Items from a data source:
______

//! Lock helpers shared by the interception state.
//!
//! User callbacks never run while one of these guards is held, so a poisoned
//! lock only means a panic interrupted a plain push or clone. The data is
//! still consistent and is used as is.

use std::sync::{Mutex, MutexGuard, PoisonError, RwLock, RwLockReadGuard, RwLockWriteGuard};

pub(crate) fn lock<T>(mutex: &Mutex<T>) -> MutexGuard<'_, T> {
    mutex.lock().unwrap_or_else(PoisonError::into_inner)
}

pub(crate) fn read<T>(lock: &RwLock<T>) -> RwLockReadGuard<'_, T> {
    lock.read().unwrap_or_else(PoisonError::into_inner)
}

pub(crate) fn write<T>(lock: &RwLock<T>) -> RwLockWriteGuard<'_, T> {
    lock.write().unwrap_or_else(PoisonError::into_inner)
}
//! Calculator Example
//!
//! Mocks a `Calculator` capability behind a typed proxy and exercises it from
//! a small piece of "production" code.
//!
//! Demonstrates:
//! - literal and predicate argument matchers
//! - loose defaults vs. strict rejection
//! - thrown errors and callbacks
//! - verification with `Times`
//!
//! Run with `RUST_LOG=decoy=trace` to see every intercepted call.

use std::sync::{
    Arc,
    atomic::{AtomicUsize, Ordering},
};

use decoy::*;
use tracing_subscriber::EnvFilter;

trait Calculator {
    fn add(&self, a: i64, b: i64) -> Result<i64>;
    fn divide(&self, a: i64, b: i64) -> Result<i64>;
}

/// Typed view over the substitute.
struct CalculatorProxy(Substitute);

impl Proxy for CalculatorProxy {
    fn capability() -> Capability {
        Capability::interface("Calculator")
            .method("Add", [TypeDesc::Int, TypeDesc::Int], TypeDesc::Int)
            .method("Divide", [TypeDesc::Int, TypeDesc::Int], TypeDesc::Int)
    }

    fn from_substitute(substitute: Substitute) -> Self {
        Self(substitute)
    }
}

impl Calculator for CalculatorProxy {
    fn add(&self, a: i64, b: i64) -> Result<i64> {
        self.0.call_as("Add", args![a, b])
    }

    fn divide(&self, a: i64, b: i64) -> Result<i64> {
        self.0.call_as("Divide", args![a, b])
    }
}

/// Code under test: averages a list through the calculator.
fn average(calc: &impl Calculator, values: &[i64]) -> Result<i64> {
    let mut sum = 0;
    for v in values {
        sum = calc.add(sum, *v)?;
    }
    calc.divide(sum, values.len() as i64)
}

#[derive(Debug, thiserror::Error)]
#[error("division by zero")]
struct DivideByZero;

fn main() -> Result {
    tracing_subscriber::fmt()
        .with_env_filter(EnvFilter::from_default_env())
        .init();

    // Loose mock: anything unconfigured answers with zero.
    let mock = Mock::of::<CalculatorProxy>(Behavior::Loose);
    let adds = Arc::new(AtomicUsize::new(0));
    let counter = adds.clone();
    mock.setup(Call::method("Add").with(Matcher::any()).with(Matcher::any()))?
        .returns_with(|args| {
            let a = args[0].as_i64().unwrap_or_default();
            let b = args[1].as_i64().unwrap_or_default();
            Value::Int(a + b)
        })
        .callback(move |_| {
            counter.fetch_add(1, Ordering::SeqCst);
        });
    mock.setup(Call::method("Divide").with(Matcher::any()).with(Matcher::any()))?
        .returns_with(|args| {
            let a = args[0].as_i64().unwrap_or_default();
            let b = args[1].as_i64().unwrap_or(1);
            Value::Int(a / b)
        });
    mock.setup(Call::method("Divide").with(Matcher::any()).arg(0))?
        .throws(DivideByZero);

    let calc = mock.object_as::<CalculatorProxy>()?;
    println!("average = {}", average(&calc, &[2, 4, 6])?);
    println!("average of nothing = {:?}", average(&calc, &[]).err());
    println!("Add was called {} times", adds.load(Ordering::SeqCst));

    mock.verify_call(Call::method("Add").with(Matcher::any()).with(Matcher::any()), 3usize)?;
    mock.verify_call(
        Call::method("Divide").with(Matcher::range(1..=i64::MAX)).with(Matcher::any()),
        Times::once(),
    )?;

    // Verification failures carry the expected call, the count and the setups.
    if let Err(e) = mock.verify_call(Call::method("Add").arg(0).arg(2), Times::exactly(2)) {
        println!("\n{e}\n");
    }

    // Strict mock: unconfigured calls fail loudly.
    let strict = Mock::of::<CalculatorProxy>(Behavior::Strict);
    strict.setup(Call::method("Add").arg(1).arg(1))?.returns(2);
    let calc = strict.object_as::<CalculatorProxy>()?;
    println!("1 + 1 = {}", calc.add(1, 1)?);
    match calc.add(2, 2) {
        Ok(v) => println!("unexpected: {v}"),
        Err(e) => println!("strict: {e}"),
    }

    Ok(())
}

______

Task item:
Looking back over the data above, restate word for word the lines that begin at the line with "fn add(&self, a: i64, b: i64) -> Result<i64>;" and end at the line with "impl Calculator for", inclusive.

Task output:
    fn add(&self, a: i64, b: i64) -> Result<i64>;
    fn divide(&self, a: i64, b: i64) -> Result<i64>;
}

/// Typed view over the substitute.
struct CalculatorProxy(Substitute);

impl Proxy for CalculatorProxy {
    fn capability() -> Capability {
        Capability::interface("Calculator")
            .method("Add", [TypeDesc::Int, TypeDesc::Int], TypeDesc::Int)
            .method("Divide", [TypeDesc::Int, TypeDesc::Int], TypeDesc::Int)
    }

    fn from_substitute(substitute: Substitute) -> Self {
        Self(substitute)
    }
}

impl Calculator for CalculatorProxy {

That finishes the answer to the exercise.